All of life is a thing marked and used.
This is the island where my mother is still living.
There is not a great deal of the “normal” here. We are just a bunch of hangers on. For those of us here, we are eating off the breadcrumb trail from whence we came.
There is a lot of effort in this house, but it doesn’t look like it. A sliding pile of cards, with all the envelopes recycled. Dying flowers in vases. TVs at too loud volumes. Most of all of the world going about its business as if everything were all right and normal.
All of life is a thing marked and used, coming down, finally to a few days of counter-intuitiveness.
I ask Dad about his job at the funerals with the American Legion. They escort the casket or the urn to the burying place, he says. This is over at the Rock Island arsenal. There’s meant to be seven of them, he says. Then they each fire three rounds.
There isn’t always seven of them, though, he says, for the 21-gun salute. But it is three rounds regardless.

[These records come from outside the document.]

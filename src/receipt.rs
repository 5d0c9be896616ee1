//! # Receipt Data
//!
//! The input record for one warranty receipt ("comprobante de garantía").
//!
//! A receipt is a flat record of mostly-optional fields assembled by the
//! point-of-sale caller. Absent optional fields suppress their receipt
//! section entirely; no empty placeholders are ever printed. The record is
//! immutable for the duration of one render.

use serde::{Deserialize, Serialize};

/// Data for a single warranty receipt.
///
/// Only the primary line item (`product`, `product_price`) and the computed
/// `total` are required; everything else is optional and omitted from the
/// printed receipt when absent.
///
/// Deserializes from the JSON the point-of-sale layer hands over:
///
/// ```
/// use quetzal::receipt::ReceiptData;
///
/// let data: ReceiptData = serde_json::from_str(r#"{
///     "product": "Cargador Tipo C",
///     "product_price": 75.0,
///     "total": 75.0
/// }"#).unwrap();
/// assert!(data.logo_url.is_none());
/// assert_eq!(data.discount, 0.0);
/// ```
#[derive(Debug, Clone, Serialize, Deserialize)]
pub struct ReceiptData {
    // ===== Business identity =====
    /// URL of the store logo; fetch/decode failure simply omits the logo.
    #[serde(default)]
    pub logo_url: Option<String>,
    /// Store address, word-wrapped in the centered header.
    #[serde(default)]
    pub address: Option<String>,
    /// Store phone line for the header.
    #[serde(default)]
    pub phone: Option<String>,
    /// Warranty/footer message; a default thank-you line prints when absent.
    #[serde(default)]
    pub footer: Option<String>,

    // ===== Transaction metadata =====
    /// Sale date, already formatted by the caller (e.g. "01/06/24").
    #[serde(default)]
    pub date: Option<String>,
    /// Receipt sequence number.
    #[serde(default)]
    pub sequence: Option<u32>,

    // ===== Customer =====
    #[serde(default)]
    pub customer_name: Option<String>,
    /// National ID (DPI).
    #[serde(default)]
    pub customer_id: Option<String>,

    // ===== Line items =====
    /// Primary item name. Required.
    pub product: String,
    /// Primary item unit price in quetzales. Required.
    pub product_price: f64,
    /// Device IMEI, printed as a detail line under the item.
    #[serde(default)]
    pub imei: Option<String>,
    /// SIM ICC, printed as a detail line under the item.
    #[serde(default)]
    pub icc: Option<String>,
    /// Phone number for an activation/recharge secondary item.
    #[serde(default)]
    pub activation_phone: Option<String>,
    /// Amount of the activation/recharge secondary item.
    #[serde(default)]
    pub activation_amount: Option<f64>,

    // ===== Amounts =====
    /// Discount already applied to the total; the discount section prints
    /// only when this is greater than zero.
    #[serde(default)]
    pub discount: f64,
    /// Grand total in quetzales. Required.
    pub total: f64,
}

/// Format an amount the way it prints on the receipt.
///
/// ## Example
///
/// ```
/// use quetzal::receipt::money;
///
/// assert_eq!(money(75.0), "Q75.00");
/// assert_eq!(money(1499.5), "Q1499.50");
/// ```
pub fn money(amount: f64) -> String {
    format!("Q{:.2}", amount)
}

/// A fully-populated sample receipt for the CLI and tests.
pub fn demo(date: String) -> ReceiptData {
    ReceiptData {
        logo_url: None,
        address: Some("4a Avenida 5-55 Zona 1, Ciudad de Guatemala".to_string()),
        phone: Some("Tel: 2232-1234".to_string()),
        footer: Some(
            "Garantia de 3 meses por defectos de fabrica. Conserve este comprobante.".to_string(),
        ),
        date: Some(date),
        sequence: Some(42),
        customer_name: Some("Maria Fernanda Lopez".to_string()),
        customer_id: Some("2987 65432 0101".to_string()),
        product: "Samsung Galaxy A06 128GB Negro".to_string(),
        product_price: 1500.0,
        imei: Some("354678901234567".to_string()),
        icc: Some("8950212345678901234".to_string()),
        activation_phone: Some("5512-3456".to_string()),
        activation_amount: Some(50.0),
        discount: 100.0,
        total: 1450.0,
    }
}

// ============================================================================
// TESTS
// ============================================================================

#[cfg(test)]
mod tests {
    use super::*;

    #[test]
    fn test_minimal_json_deserializes() {
        let data: ReceiptData =
            serde_json::from_str(r#"{"product": "Mica de vidrio", "product_price": 35.0, "total": 35.0}"#)
                .unwrap();
        assert_eq!(data.product, "Mica de vidrio");
        assert_eq!(data.discount, 0.0);
        assert!(data.sequence.is_none());
        assert!(data.activation_phone.is_none());
    }

    #[test]
    fn test_missing_required_field_is_an_error() {
        let result: Result<ReceiptData, _> = serde_json::from_str(r#"{"total": 10.0}"#);
        assert!(result.is_err());
    }

    #[test]
    fn test_money_format() {
        assert_eq!(money(0.0), "Q0.00");
        assert_eq!(money(75.0), "Q75.00");
        assert_eq!(money(1234.567), "Q1234.57");
    }

    #[test]
    fn test_demo_is_complete() {
        let data = demo("01/06/24".to_string());
        assert!(data.address.is_some());
        assert!(data.imei.is_some());
        assert!(data.discount > 0.0);
        assert_eq!(data.total, data.product_price + 50.0 - data.discount);
    }
}
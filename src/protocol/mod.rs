//! # ESC/POS Protocol Implementation
//!
//! This module provides low-level command builders for the ESC/POS profile
//! spoken by generic Bluetooth thermal receipt printers.
//!
//! ## Module Structure
//!
//! - [`commands`]: Basic printer commands (init, charset, feed, cut)
//! - [`text`]: Text styling (alignment, bold, double height)
//! - [`graphics`]: Raster bit-image command
//! - [`encoding`]: Unicode → printable-ASCII transliteration
//!
//! ## Usage Example
//!
//! ```
//! use quetzal::protocol::{commands, encoding, text};
//!
//! // Build a simple print sequence
//! let mut data = Vec::new();
//!
//! // Initialize printer
//! data.extend(commands::init());
//! data.extend(commands::charset(0));
//!
//! // Set text style
//! data.extend(text::align_center());
//! data.extend(text::bold_on());
//! data.extend(encoding::encode("COMPROBANTE"));
//! data.push(0x0A);
//! data.extend(text::bold_off());
//! data.extend(text::align_left());
//!
//! // Feed and cut
//! data.extend(commands::feed_lines(4));
//! data.extend(commands::cut());
//!
//! // Send `data` to printer via transport...
//! ```

pub mod commands;
pub mod encoding;
pub mod graphics;
pub mod text;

We are through the dry cleaner drive thru, and he says: “Georgia said, ‘Get that your summer uniform shirt dry cleaned!’ and so I did.”
On the way back from the cleaners we take a detour down a street I’ve never been down, and he shows me a couple of nice houses he’s worked in — that lady in there, he says, wanted her furnace filter changed, but “I couldn’t find the furnace. ‘It’s behind some boxes’ she told me. There were boxes everywhere, god! That’s a fire hazard! I said. I said, you have to move those! I don’t know if she ever did.”
In the time it took to get from 23rd street to 14th, it’d gotten gray again, with little change in temperature. We returned to the miss-mash of family that had populated the house since October 16th.
“It’s the 18th!” Dad announced to Karl. “One month since my surgery!”
“You weigh less than me now,” I told him. Kathy admired his camouflage flannel pants and he said he didn’t think he’d bother to change before the evening’s coming festivities at the Legion.
Mom is still with us. Her sister, Linda, reminds her of the awful wallpaper on their walls growing up– that Granny had bad taste, but at least she tried. We feed dad, and we take turns giving Mom water.
Everyone overstays their welcome these days, and mom doesn’t say a word about it, and this is how we know the world is upside-down.
She prefers to stay home.
She fears overstaying her welcome.
She doesn’t like sweet with her meat.
She made popcorn for us in the evenings after dinner. In a pan that was also our puke pan.
She saved all the pillows we ever had, despite mucus and blood stains.
She hung clothes on the line whenever she could.
She did not much care for that house out on West 46th Street, but she bought it and moved there because Dad did.
She taught math, and had a mathematician’s spirit. She was loving, but not sentimental.
A turtle sundae is her favorite ice cream treat, and she always felt chocolate chip cookies were better with nuts (much to our despair).
She once burned cauliflower in the microwave.
She sings while doing the dishes.
She prefers the windows open in the summer, rather than the A/C on.
She drives fast, and once I said “Sheesh mom! What are you going to do? Drive right up that hill?” when we were turning around on the front street. So she swung around, and drove right up the hill.
She manages money so well, that we afforded a trip to Disney World in 1978, staying at the Polyensian Resort, all eight of us.
She loves Christmas and sings Jingle Bells to wake us up.
She loves gambling.
She made me eat veggies when I was a kid but apparently never liked them much herself.
She grew irises against the garage and stopped to buy corn at the roadside stands.
She played tennis as long as I could remember, with us and with Mrs. Simon, and took up golf after the kids were grown.
She used to be a brunette, but became a blonde when her hair went gray.
There is a recording of her singing “On the Good Ship Lollipop” when she was about 7, on a 78 record.
She took me to see “Annie” at the Adler Theatre because she knew it was my most favorite show ever.
She taught us all to play every card game she knew (except pinochle), and never let us win.
She wore white tennis shoes, cheered for the Hawkeyes, and preferred to listen to the Cubs on the radio.